#### [What to produce]
Of the lines below, write out exactly those from the line with "pub enum AccessError" through the line with "Option<&SessionIdentity>, roles: &[S])", both included, and skip the rest.

#### [Working data]
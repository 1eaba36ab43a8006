//! Role and permission checks over an already-resolved identity.
//!
//! Permissions are `<resource>:<action>` strings; `<resource>:*` grants every
//! action on the resource. Holders of the `admin` role pass every permission
//! check. Role checks have no admin bypass.

use thiserror::Error;

use super::identity::SessionIdentity;

#[derive(Debug, Clone, PartialEq, Eq, Error)]
pub enum AccessError {
    #[error("Authentication required")]
    Unauthenticated,

    #[error("Requires one of roles: {}", required.join(", "))]
    MissingRole { required: Vec<String> },

    #[error("Missing required permission (one of): {}", required.join(", "))]
    MissingPermission { required: Vec<String> },
}

impl AccessError {
    pub fn is_forbidden(&self) -> bool {
        !matches!(self, AccessError::Unauthenticated)
    }
}

/// Allow when the identity holds at least one of `roles`
pub fn require_role<S: AsRef<str>>(identity: Option<&SessionIdentity>, roles: &[S]) -> Result<(), AccessError> {
    let identity = identity.ok_or(AccessError::Unauthenticated)?;

    if roles.iter().any(|role| identity.has_role(role.as_ref())) {
        return Ok(());
    }

    Err(AccessError::MissingRole {
        required: roles.iter().map(|r| r.as_ref().to_string()).collect(),
    })
}

/// Allow admins unconditionally; otherwise allow when any of `permissions`
/// is held exactly or through its resource wildcard
pub fn require_permission<S: AsRef<str>>(
    identity: Option<&SessionIdentity>,
    permissions: &[S],
) -> Result<(), AccessError> {
    let identity = identity.ok_or(AccessError::Unauthenticated)?;

    if identity.is_admin() {
        return Ok(());
    }

    if permissions.iter().any(|required| grants(identity, required.as_ref())) {
        return Ok(());
    }

    Err(AccessError::MissingPermission {
        required: permissions.iter().map(|p| p.as_ref().to_string()).collect(),
    })
}

fn grants(identity: &SessionIdentity, required: &str) -> bool {
    if identity.has_permission(required) {
        return true;
    }

    match wildcard_for(required) {
        Some(wildcard) => identity.has_permission(&wildcard),
        None => false,
    }
}

/// `"accounting:view"` -> `"accounting:*"`; split on the first colon only.
/// Permissions without a colon have no wildcard form.
pub fn wildcard_for(permission: &str) -> Option<String> {
    permission
        .split_once(':')
        .map(|(resource, _)| format!("{}:*", resource))
}
use chrono::{Duration, Utc};
use jsonwebtoken::{decode, encode, Algorithm, DecodingKey, EncodingKey, Header, Validation};
use thiserror::Error;

use super::identity::SessionIdentity;
use crate::config::AuthConfig;

#[derive(Debug, Error)]
pub enum InternalTokenError {
    #[error("JWT secret not configured")]
    InvalidSecret,

    #[error("JWT generation error: {0}")]
    TokenGeneration(String),

    #[error("Invalid internal token: {0}")]
    Invalid(#[from] jsonwebtoken::errors::Error),
}

/// Issues and verifies tokens signed with the shared secret (HS256)
pub struct InternalTokenService {
    encoding_key: EncodingKey,
    decoding_key: DecodingKey,
    expiry_hours: u64,
    configured: bool,
}

impl InternalTokenService {
    pub fn new(secret: &str, expiry_hours: u64) -> Self {
        Self {
            encoding_key: EncodingKey::from_secret(secret.as_bytes()),
            decoding_key: DecodingKey::from_secret(secret.as_bytes()),
            expiry_hours,
            configured: !secret.is_empty(),
        }
    }

    pub fn from_config(config: &AuthConfig) -> Self {
        Self::new(&config.jwt_secret, config.jwt_expiry_hours)
    }

    pub fn expiry_hours(&self) -> u64 {
        self.expiry_hours
    }

    /// Sign a token for `identity`, stamping fresh `iat`/`exp` values.
    /// Returns the token and the identity exactly as embedded.
    pub fn issue(&self, identity: &SessionIdentity) -> Result<(String, SessionIdentity), InternalTokenError> {
        if !self.configured {
            return Err(InternalTokenError::InvalidSecret);
        }

        let now = Utc::now();
        let exp = (now + Duration::hours(self.expiry_hours as i64)).timestamp();
        let claims = SessionIdentity {
            iat: Some(now.timestamp()),
            exp: Some(exp),
            ..identity.clone()
        };

        let token = encode(&Header::new(Algorithm::HS256), &claims, &self.encoding_key)
            .map_err(|e| InternalTokenError::TokenGeneration(e.to_string()))?;

        Ok((token, claims))
    }

    /// Verify signature and expiry; the payload is returned as the identity
    pub fn verify(&self, token: &str) -> Result<SessionIdentity, InternalTokenError> {
        if !self.configured {
            return Err(InternalTokenError::InvalidSecret);
        }

        let validation = Validation::new(Algorithm::HS256);
        let token_data = decode::<SessionIdentity>(token, &self.decoding_key, &validation)?;
        Ok(token_data.claims)
    }
}
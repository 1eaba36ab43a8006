// Handlers by security tier:
// public (no auth) -> protected (bearer auth + permission) -> elevated (admin role)
pub mod elevated;
pub mod protected;
pub mod public;
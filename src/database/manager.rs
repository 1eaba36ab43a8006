use sqlx::{postgres::PgPoolOptions, PgPool};
use std::time::Duration;
use thiserror::Error;
use tracing::info;

use crate::config::DatabaseConfig;

/// Errors from DatabaseManager
#[derive(Debug, Error)]
pub enum DatabaseError {
    #[error("Missing configuration: {0}")]
    ConfigMissing(&'static str),

    #[error("Invalid database URL")]
    InvalidDatabaseUrl,

    #[error("Invalid identifier: {0}")]
    InvalidIdentifier(String),

    #[error(transparent)]
    Sqlx(#[from] sqlx::Error),
}

/// Owns the application's connection pool
#[derive(Clone)]
pub struct DatabaseManager {
    pool: PgPool,
}

impl DatabaseManager {
    /// Connect using the configured URL. Fails when no URL is configured.
    pub async fn connect(config: &DatabaseConfig) -> Result<Self, DatabaseError> {
        let url = config.url.as_deref().ok_or(DatabaseError::ConfigMissing("DATABASE_URL"))?;
        let parsed = url::Url::parse(url).map_err(|_| DatabaseError::InvalidDatabaseUrl)?;

        let pool = PgPoolOptions::new()
            .max_connections(config.max_connections)
            .acquire_timeout(Duration::from_secs(config.connection_timeout))
            .connect(url)
            .await?;

        info!(
            "Created database pool for {}{}",
            parsed.host_str().unwrap_or("localhost"),
            parsed.path()
        );
        Ok(Self { pool })
    }

    pub fn pool(&self) -> &PgPool {
        &self.pool
    }

    /// Pings the pool to ensure connectivity
    pub async fn health_check(&self) -> Result<(), DatabaseError> {
        sqlx::query("SELECT 1").execute(&self.pool).await?;
        Ok(())
    }

    pub async fn close(&self) {
        self.pool.close().await;
        info!("Closed database pool");
    }

    /// Quote SQL identifier to prevent injection
    pub fn quote_identifier(name: &str) -> Result<String, DatabaseError> {
        if !Self::is_valid_identifier(name) {
            return Err(DatabaseError::InvalidIdentifier(name.to_string()));
        }
        Ok(format!("\"{}\"", name.replace('"', "\"\"")))
    }

    /// Table and column names are restricted to [a-zA-Z_][a-zA-Z0-9_]*
    fn is_valid_identifier(name: &str) -> bool {
        let mut chars = name.chars();
        match chars.next() {
            Some(c) if c.is_ascii_alphabetic() || c == '_' => {}
            _ => return false,
        }
        chars.all(|c| c.is_ascii_alphanumeric() || c == '_')
    }
}
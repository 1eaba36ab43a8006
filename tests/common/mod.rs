#![allow(dead_code)]

use std::sync::{Arc, Mutex};

use anyhow::{Context, Result};
use async_trait::async_trait;
use jsonwebtoken::jwk::JwkSet;
use jsonwebtoken::{Algorithm, EncodingKey, Header};
use serde_json::{json, Value};

use bizdesk_api::auth::{
    InternalTokenService, KeyFetcher, MemoryPermissionStore, ProviderError, ProviderVerifier, SessionIdentity,
    TokenVerifier,
};
use bizdesk_api::config::{AppConfig, InternalPermissionPolicy};
use bizdesk_api::registry::{DependencyRegistry, DependencySource, ModuleDescriptor, SourceError};
use bizdesk_api::server::{self, AppState};

pub const TENANT: &str = "contoso-tenant";
pub const CLIENT_ID: &str = "client-123";
pub const SECRET: &str = "integration-secret";
pub const KID: &str = "kid-1";

const PRIVATE_KEY_PEM: &str = include_str!("../fixtures/provider_key.pem");
const JWK_N: &str = "yRE6rHuNR0QbHO3H3Kt2pOKGVhQqGZXInOduQNxXzuKlvQTLUTv4l4sggh5_CYYi_cvI-SXVT9kPWSKXxJXBXd_4LkvcPuUakBoAkfh-eiFVMh2VrUyWyj3MFl0HTVF9KwRXLAcwkREiS3npThHRyIxuy0ZMeZfxVL5arMhw1SRELB8HoGfG_AtH89BIE9jDBHZ9dLelK9a184zAf8LwoPLxvJb3Il5nncqPcSfKDDodMFBIMc4lQzDKL5gvmiXLXB1AGLm8KBjfE8s3L5xqi-yUod-j8MtvIj812dkS4QMiRVN_by2h3ZY8LYVGrqZXZTcgn2ujn8uKjXLZVD5TdQ";

/// Serves the test public key as if it were the tenant's JWKS endpoint
struct FixtureKeys;

#[async_trait]
impl KeyFetcher for FixtureKeys {
    async fn fetch(&self) -> Result<JwkSet, ProviderError> {
        serde_json::from_value(json!({
            "keys": [{ "kty": "RSA", "kid": KID, "alg": "RS256", "use": "sig", "n": JWK_N, "e": "AQAB" }]
        }))
        .map_err(|e| ProviderError::UpstreamUnavailable(e.to_string()))
    }
}

/// A business record held in memory
#[derive(Debug, Clone)]
pub struct Record {
    pub id: String,
    pub name: String,
    pub owner: Option<String>,
}

pub type Table = Arc<Mutex<Vec<Record>>>;

pub fn table(rows: &[(&str, &str, Option<&str>)]) -> Table {
    Arc::new(Mutex::new(
        rows.iter()
            .map(|(id, name, owner)| Record {
                id: id.to_string(),
                name: name.to_string(),
                owner: owner.map(str::to_string),
            })
            .collect(),
    ))
}

pub fn owners(table: &Table) -> Vec<Option<String>> {
    table.lock().unwrap().iter().map(|r| r.owner.clone()).collect()
}

/// Dependency source over an in-memory table; `reject` ids fail on reassignment
pub struct TableSource {
    pub rows: Table,
    pub reject: Vec<String>,
}

#[async_trait]
impl DependencySource for TableSource {
    type Item = Record;

    async fn items(&self) -> Result<Vec<Record>, SourceError> {
        Ok(self.rows.lock().unwrap().clone())
    }

    fn owner_id<'a>(&self, item: &'a Record) -> Option<&'a str> {
        item.owner.as_deref()
    }

    fn item_id(&self, item: &Record) -> String {
        item.id.clone()
    }

    fn item_name(&self, item: &Record) -> String {
        item.name.clone()
    }

    async fn reassign(&self, item_id: &str, to_user_id: Option<&str>) -> Result<(), SourceError> {
        if self.reject.iter().any(|id| id == item_id) {
            return Err(SourceError::Failed("row is locked".to_string()));
        }
        let mut rows = self.rows.lock().unwrap();
        let row = rows
            .iter_mut()
            .find(|r| r.id == item_id)
            .ok_or_else(|| SourceError::NotFound(item_id.to_string()))?;
        row.owner = to_user_id.map(str::to_string);
        Ok(())
    }
}

/// Router running in-process on a free port
pub struct TestServer {
    pub base_url: String,
    pub client: reqwest::Client,
    pub permissions: Arc<MemoryPermissionStore>,
    pub registry: Arc<DependencyRegistry>,
    pub tokens: Arc<InternalTokenService>,
}

impl TestServer {
    pub async fn start() -> Result<Self> {
        Self::start_with_policy(InternalPermissionPolicy::Token).await
    }

    pub async fn start_with_policy(policy: InternalPermissionPolicy) -> Result<Self> {
        let mut config = AppConfig::development();
        config.auth.azure_tenant_id = TENANT.to_string();
        config.auth.azure_client_id = CLIENT_ID.to_string();
        config.auth.jwt_secret = SECRET.to_string();
        config.auth.internal_permissions = policy;
        config.api.enable_request_logging = false;

        let tokens = Arc::new(InternalTokenService::from_config(&config.auth));
        let provider = ProviderVerifier::new(Arc::new(FixtureKeys), &config.auth);
        let permissions = Arc::new(MemoryPermissionStore::new());
        let registry = Arc::new(DependencyRegistry::new());

        let state = AppState {
            verifier: Arc::new(TokenVerifier::new(provider, tokens.clone())),
            tokens: tokens.clone(),
            permissions: permissions.clone(),
            registry: registry.clone(),
            database: None,
            internal_permissions: policy,
        };

        let port = portpicker::pick_unused_port().context("failed to pick free port")?;
        let listener = tokio::net::TcpListener::bind(("127.0.0.1", port))
            .await
            .context("failed to bind test listener")?;
        let app = server::app(state, &config);
        tokio::spawn(async move {
            let _ = axum::serve(listener, app).await;
        });

        Ok(Self {
            base_url: format!("http://127.0.0.1:{}", port),
            client: reqwest::Client::new(),
            permissions,
            registry,
            tokens,
        })
    }

    pub fn url(&self, path: &str) -> String {
        format!("{}{}", self.base_url, path)
    }

    /// Internal token for an identity with the given roles and permissions
    pub fn internal_token(&self, id: &str, roles: &[&str], permissions: &[&str]) -> String {
        let identity = SessionIdentity {
            id: id.to_string(),
            email: format!("{}@contoso.com", id),
            name: id.to_string(),
            roles: roles.iter().map(|r| r.to_string()).collect(),
            permissions: permissions.iter().map(|p| p.to_string()).collect(),
            iat: None,
            exp: None,
        };
        self.tokens.issue(&identity).expect("issue internal token").0
    }

    pub fn register(&self, descriptor: ModuleDescriptor, rows: Table, reject: &[&str]) {
        self.registry.register(
            descriptor,
            TableSource {
                rows,
                reject: reject.iter().map(|id| id.to_string()).collect(),
            },
        );
    }
}

/// RS256 token signed with the fixture key, as the identity provider would issue
pub fn provider_token(claims: &Value) -> String {
    let mut header = Header::new(Algorithm::RS256);
    header.kid = Some(KID.to_string());
    let key = EncodingKey::from_rsa_pem(PRIVATE_KEY_PEM.as_bytes()).expect("fixture key");
    jsonwebtoken::encode(&header, claims, &key).expect("provider token")
}

/// Standard provider claims for `oid`, merged with `extra`
pub fn provider_claims(oid: &str, extra: Value) -> Value {
    let now = chrono::Utc::now().timestamp();
    let mut claims = json!({
        "iss": format!("https://login.microsoftonline.com/{}/v2.0", TENANT),
        "aud": CLIENT_ID,
        "oid": oid,
        "preferred_username": format!("{}@contoso.com", oid),
        "name": "Provider User",
        "iat": now,
        "exp": now + 600
    });
    if let (Some(base), Some(extra)) = (claims.as_object_mut(), extra.as_object()) {
        base.extend(extra.clone());
    }
    claims
}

#### [Task result]
pub enum AccessError {
    #[error("Authentication required")]
    Unauthenticated,

    #[error("Requires one of roles: {}", required.join(", "))]
    MissingRole { required: Vec<String> },

    #[error("Missing required permission (one of): {}", required.join(", "))]
    MissingPermission { required: Vec<String> },
}

impl AccessError {
    pub fn is_forbidden(&self) -> bool {
        !matches!(self, AccessError::Unauthenticated)
    }
}

/// Allow when the identity holds at least one of `roles`
pub fn require_role<S: AsRef<str>>(identity: Option<&SessionIdentity>, roles: &[S]) -> Result<(), AccessError> {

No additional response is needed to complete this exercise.